To the men it was meat and drink. When they gathered in each other's barnyards, the talk was all of war. To sit in the peaceful warmth of a summer afternoon, placidly chewing the mild Burley of their own fields and express their views about the fighting of the foreigners was a rare treat, combining luxuriously the thrills and excitements of war with the comfort and security of peace. They had virtually no basis upon which to form opinions; but opinions they had, none the less. They were as excitable, argumentative, and dogmatic as any group of men in any other walk of life. Each man held his ownconvictions in as high esteem and those of his neighbor in as thorough despisal as if he were a successful manufacturer of toothpaste or a United States senator. The discussions on the war were as animated, as heated, as intelligent, and as generally representative of the different types of male humanity as if they had occurred in a metropolitan club. The fact that on the shady side of Jerry Blackford's cowshed the basis of fact was somewhat more vague and flimsy than that in a Union League clubroom made no essential difference. Each man aired his own ideas as loudly and impressively as he could, and paid no attention whatever to those of any of the others; and there was much honest joy and satisfaction.

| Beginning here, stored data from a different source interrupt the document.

/// Per-index accumulator state. Created on start, consumed on stop.
#[derive(Debug)]
enum BlockAccumulator {
    /// A text run; deltas are forwarded immediately, nothing buffers here
    Text,
    /// A tool call whose JSON input grows across deltas
    ToolUse { name: String, buffer: String },
    /// A block kind this client does not understand; deltas are swallowed
    Opaque,
}

/// Assembles raw stream events into text chunks and tool invocations.
///
/// This is a pure, single-threaded state machine: exactly one event is
/// processed at a time, in arrival order, and outputs are yielded in the
/// same relative order as the events that produced them. The accumulator
/// map is owned exclusively by the assembler for the lifetime of one
/// logical request; [`BlockAssembler::reset`] clears it between requests
/// (never mid-stream).
pub struct BlockAssembler {
    accumulators: HashMap<usize, BlockAccumulator>,
    registry: Arc<ToolRegistry>,
}

impl BlockAssembler {
    pub fn new(registry: Arc<ToolRegistry>) -> Self {
        Self {
            accumulators: HashMap::new(),
            registry,
        }
    }

    /// Drop all in-flight accumulators, readying the assembler for a fresh
    /// logical request.
    pub fn reset(&mut self) {
        self.accumulators.clear();
    }

    /// Process one event, returning any items it completed.
    ///
    /// Text deltas yield immediately (one [`StreamItem::Text`] per delta, in
    /// arrival order). Tool invocations yield on `content_block_stop`, and
    /// only when the accumulated buffer is non-empty, parses as JSON, and
    /// the registry recognizes the tool name. Every tolerated anomaly —
    /// unmatched index, malformed buffer, unknown name — is a no-op, never
    /// an error.
    pub fn process_event(&mut self, event: StreamEvent) -> Vec<StreamItem> {
        match event {
            StreamEvent::ContentBlockStart {
                index,
                content_block,
            } => {
                let accumulator = match content_block {
                    StartedBlock::Text { .. } => BlockAccumulator::Text,
                    StartedBlock::ToolUse { name, .. } => BlockAccumulator::ToolUse {
                        name,
                        buffer: String::new(),
                    },
                    StartedBlock::Unknown => BlockAccumulator::Opaque,
                };
                self.accumulators.insert(index, accumulator);
                Vec::new()
            }

            StreamEvent::ContentBlockDelta { index, delta } => {
                let Some(accumulator) = self.accumulators.get_mut(&index) else {
                    // Delta for an index we never opened; tolerated.
                    tracing::debug!(index, "delta for unknown block index, ignoring");
                    return Vec::new();
                };

                match (accumulator, delta) {
                    (BlockAccumulator::Text, ContentDelta::TextDelta { text }) => {
                        // Text streams through immediately, it is never
                        // buffered to completion.
                        vec![StreamItem::Text(text)]
                    }
                    (
                        BlockAccumulator::ToolUse { buffer, .. },
                        ContentDelta::InputJsonDelta { partial_json },
                    ) => {
                        buffer.push_str(&partial_json);
                        Vec::new()
                    }
                    // Mismatched delta kind or an opaque block: swallow.
                    _ => Vec::new(),
                }
            }

            StreamEvent::ContentBlockStop { index } => {
                let Some(accumulator) = self.accumulators.remove(&index) else {
                    tracing::debug!(index, "stop for unknown block index, ignoring");
                    return Vec::new();
                };

                match accumulator {
                    BlockAccumulator::ToolUse { name, buffer } => {
                        self.finish_tool_block(&name, &buffer)
                    }
                    BlockAccumulator::Text | BlockAccumulator::Opaque => Vec::new(),
                }
            }

            // Message lifecycle events carry no block content.
            StreamEvent::MessageStart { .. }
            | StreamEvent::MessageDelta { .. }
            | StreamEvent::MessageStop
            | StreamEvent::Ping
            | StreamEvent::Error { .. }
            | StreamEvent::Unknown => Vec::new(),
        }
    }

    /// Close out a tool block: parse the buffer and dispatch through the
    /// registry. All failure paths drop silently.
    fn finish_tool_block(&self, name: &str, buffer: &str) -> Vec<StreamItem> {
        if buffer.is_empty() {
            tracing::debug!(tool = name, "tool block closed with empty input, dropping");
            return Vec::new();
        }

        let raw: serde_json::Value = match serde_json::from_str(buffer) {
            Ok(value) => value,
            Err(err) => {
                tracing::debug!(tool = name, %err, "tool input was not valid JSON, dropping");
                return Vec::new();
            }
        };

        match self.registry.parse(name, raw) {
            Some(input) => vec![StreamItem::ToolUse(ToolInvocation::new(name, input))],
            None => {
                tracing::debug!(tool = name, "tool not registered or parser declined, dropping");
                Vec::new()
            }
        }
    }

    /// Number of blocks currently open (diagnostics only)
    pub fn open_blocks(&self) -> usize {
        self.accumulators.len()
    }
}

#[cfg(test)]
mod tests {
    use super::*;
    use serde_json::json;

    fn registry_with(names: &[&str]) -> Arc<ToolRegistry> {
        let mut registry = ToolRegistry::new();
        for name in names {
            registry.register_passthrough(*name);
        }
        Arc::new(registry)
    }

    fn text_start(index: usize) -> StreamEvent {
        StreamEvent::ContentBlockStart {
            index,
            content_block: StartedBlock::Text {
                text: String::new(),
            },
        }
    }

    fn tool_start(index: usize, name: &str) -> StreamEvent {
        StreamEvent::ContentBlockStart {
            index,
            content_block: StartedBlock::ToolUse {
                id: format!("toolu_{index}"),
                name: name.to_string(),
            },
        }
    }

    fn text_delta(index: usize, text: &str) -> StreamEvent {
        StreamEvent::ContentBlockDelta {
            index,
            delta: ContentDelta::TextDelta {
                text: text.to_string(),
            },
        }
    }

    fn json_delta(index: usize, fragment: &str) -> StreamEvent {
        StreamEvent::ContentBlockDelta {
            index,
            delta: ContentDelta::InputJsonDelta {
                partial_json: fragment.to_string(),
            },
        }
    }

    fn stop(index: usize) -> StreamEvent {
        StreamEvent::ContentBlockStop { index }
    }

    #[test]
    fn test_text_deltas_stream_in_arrival_order() {
        let mut assembler = BlockAssembler::new(registry_with(&[]));

        assert!(assembler.process_event(text_start(0)).is_empty());

        let mut chunks = Vec::new();
        for fragment in ["Hel", "lo ", "World!"] {
            let items = assembler.process_event(text_delta(0, fragment));
            assert_eq!(items.len(), 1);
            match &items[0] {
                StreamItem::Text(text) => chunks.push(text.clone()),
                other => panic!("expected text chunk, got {:?}", other),
            }
        }

        assert_eq!(chunks, vec!["Hel", "lo ", "World!"]);
        assert_eq!(chunks.concat(), "Hello World!");
        assert!(assembler.process_event(stop(0)).is_empty());
        assert_eq!(assembler.open_blocks(), 0);
    }

    #[test]
    fn test_tool_block_assembles_fragmented_json() {
        let mut assembler = BlockAssembler::new(registry_with(&["render_surface"]));

        assembler.process_event(tool_start(1, "render_surface"));
        assert!(assembler.process_event(json_delta(1, r#"{"surf"#)).is_empty());
        assert!(
            assembler
                .process_event(json_delta(1, r#"aceId":"s1"}"#))
                .is_empty()
        );

        let items = assembler.process_event(stop(1));
        assert_eq!(items.len(), 1);
        match &items[0] {
            StreamItem::ToolUse(invocation) => {
                assert_eq!(invocation.name, "render_surface");
                assert_eq!(invocation.input, json!({"surfaceId": "s1"}));
            }
            other => panic!("expected tool invocation, got {:?}", other),
        }
    }

    #[test]
    fn test_unregistered_tool_name_yields_nothing() {
        let mut assembler = BlockAssembler::new(registry_with(&[]));

        assembler.process_event(tool_start(0, "mystery_tool"));
        assembler.process_event(json_delta(0, r#"{"a":1}"#));
        assert!(assembler.process_event(stop(0)).is_empty());
    }

    #[test]
    fn test_empty_tool_buffer_yields_nothing() {
        let mut assembler = BlockAssembler::new(registry_with(&["render_surface"]));

        assembler.process_event(tool_start(0, "render_surface"));
        assert!(assembler.process_event(stop(0)).is_empty());
    }

    #[test]
    fn test_malformed_tool_json_drops_silently() {
        let mut assembler = BlockAssembler::new(registry_with(&["render_surface"]));

        assembler.process_event(tool_start(0, "render_surface"));
        assembler.process_event(json_delta(0, r#"{"surfaceId": "#));
        // Buffer never completed; stop must not panic or error.
        assert!(assembler.process_event(stop(0)).is_empty());
    }

    #[test]
    fn test_parser_can_reshape_or_decline_input() {
        let mut registry = ToolRegistry::new();
        registry.register("strict_tool", |input| {
            input.get("surfaceId").is_some().then_some(input)
        });
        let registry = Arc::new(registry);

        let mut assembler = BlockAssembler::new(registry.clone());
        assembler.process_event(tool_start(0, "strict_tool"));
        assembler.process_event(json_delta(0, r#"{"other":"x"}"#));
        assert!(assembler.process_event(stop(0)).is_empty());

        let mut assembler = BlockAssembler::new(registry);
        assembler.process_event(tool_start(0, "strict_tool"));
        assembler.process_event(json_delta(0, r#"{"surfaceId":"s1"}"#));
        assert_eq!(assembler.process_event(stop(0)).len(), 1);
    }

    #[test]
    fn test_unmatched_delta_and_stop_are_noops() {
        let mut assembler = BlockAssembler::new(registry_with(&[]));

        assert!(assembler.process_event(text_delta(7, "orphan")).is_empty());
        assert!(assembler.process_event(stop(7)).is_empty());
    }

    #[test]
    fn test_index_reuse_after_stop() {
        let mut assembler = BlockAssembler::new(registry_with(&["tool_a", "tool_b"]));

        assembler.process_event(tool_start(0, "tool_a"));
        assembler.process_event(json_delta(0, r#"{"n":1}"#));
        let first = assembler.process_event(stop(0));
        assert_eq!(first.len(), 1);

        // Same index, new lifetime: state must not leak between blocks.
        assembler.process_event(tool_start(0, "tool_b"));
        assembler.process_event(json_delta(0, r#"{"n":2}"#));
        let second = assembler.process_event(stop(0));
        assert_eq!(second.len(), 1);
        match &second[0] {
            StreamItem::ToolUse(invocation) => {
                assert_eq!(invocation.name, "tool_b");
                assert_eq!(invocation.input, json!({"n": 2}));
            }
            other => panic!("expected tool invocation, got {:?}", other),
        }
    }

    #[test]
    fn test_interleaved_blocks_preserve_close_order() {
        let mut assembler = BlockAssembler::new(registry_with(&["tool_a", "tool_b"]));

        assembler.process_event(tool_start(0, "tool_a"));
        assembler.process_event(tool_start(1, "tool_b"));
        assembler.process_event(json_delta(0, r#"{"a":1}"#));
        assembler.process_event(json_delta(1, r#"{"b":2}"#));

        // Block 1 closes before block 0; outputs must follow close order.
        let first = assembler.process_event(stop(1));
        let second = assembler.process_event(stop(0));
        match (&first[0], &second[0]) {
            (StreamItem::ToolUse(b), StreamItem::ToolUse(a)) => {
                assert_eq!(b.name, "tool_b");
                assert_eq!(a.name, "tool_a");
            }
            other => panic!("expected two tool invocations, got {:?}", other),
        }
    }

    #[test]
    fn test_text_and_tool_interleaved() {
        let mut assembler = BlockAssembler::new(registry_with(&["render_surface"]));

        assembler.process_event(text_start(0));
        let items = assembler.process_event(text_delta(0, "Before the tool. "));
        assert_eq!(items, vec![StreamItem::Text("Before the tool. ".into())]);
        assembler.process_event(stop(0));

        assembler.process_event(tool_start(1, "render_surface"));
        assembler.process_event(json_delta(1, r#"{"surfaceId":"s1"}"#));
        let items = assembler.process_event(stop(1));
        assert_eq!(items.len(), 1);
    }

    #[test]
    fn test_reset_clears_in_flight_state() {
        let mut assembler = BlockAssembler::new(registry_with(&["render_surface"]));

        assembler.process_event(tool_start(0, "render_surface"));
        assembler.process_event(json_delta(0, r#"{"surfaceId":"s1"}"#));
        assert_eq!(assembler.open_blocks(), 1);

        assembler.reset();
        assert_eq!(assembler.open_blocks(), 0);
        // A stop after reset has nothing to close.
        assert!(assembler.process_event(stop(0)).is_empty());
    }

    #[test]
    fn test_message_lifecycle_events_produce_nothing() {
        let mut assembler = BlockAssembler::new(registry_with(&[]));

        assert!(
            assembler
                .process_event(StreamEvent::MessageStart {
                    message: json!({"id": "msg_1"})
                })
                .is_empty()
        );
        assert!(assembler.process_event(StreamEvent::Ping).is_empty());
        assert!(assembler.process_event(StreamEvent::MessageStop).is_empty());
    }

    #[test]
    fn test_unknown_block_kind_swallows_deltas() {
        let mut assembler = BlockAssembler::new(registry_with(&[]));

        assembler.process_event(StreamEvent::ContentBlockStart {
            index: 0,
            content_block: StartedBlock::Unknown,
        });
        assert!(assembler.process_event(text_delta(0, "ignored")).is_empty());
        assert!(assembler.process_event(stop(0)).is_empty());
    }
}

"They'd otta have us fellers go on over there an' beat 'em all up. We cud do it easy," opined Ziemer Whitmarsh, who had a prominent chin and the long arms and heavy shoulders of a prize fighter. "'Twouldn't be no chore fer us, would it, Bob?"
"No, siree," chimed in young Bob Crupper. "They'd otta let us at 'em." Bob's chin did not protrude unduly; but he had eyes fearless and dreamy, like those of his father. He was ripe for adventure of any kind: war, women, anything. His eyes wistfully sought the horizon.
"I wish 'twa'n't so durn fur away," he fretted.
Bob's father, old Amos, who was a veteran of the Civil War, had subscribed to a Georgetown paper, and was thus placed in a position of authority as regards facts. But it was the romantic and chivalrous aspects of the war that most appealed to the old soldier, as in the days of his youth; and out of his rich nature he was quick to set up heroes to worship and weave a mythical fabric of glory and chivalry.
"Some o' them generals must be powerful men," he would thunder out in a deep rumble of bass ecstasy. "This here von Kluck, he must be a mighty powerful man. An' the Roosians is a fine people, a strong, powerful people. Them Roosians hain't afraid to die fer their country."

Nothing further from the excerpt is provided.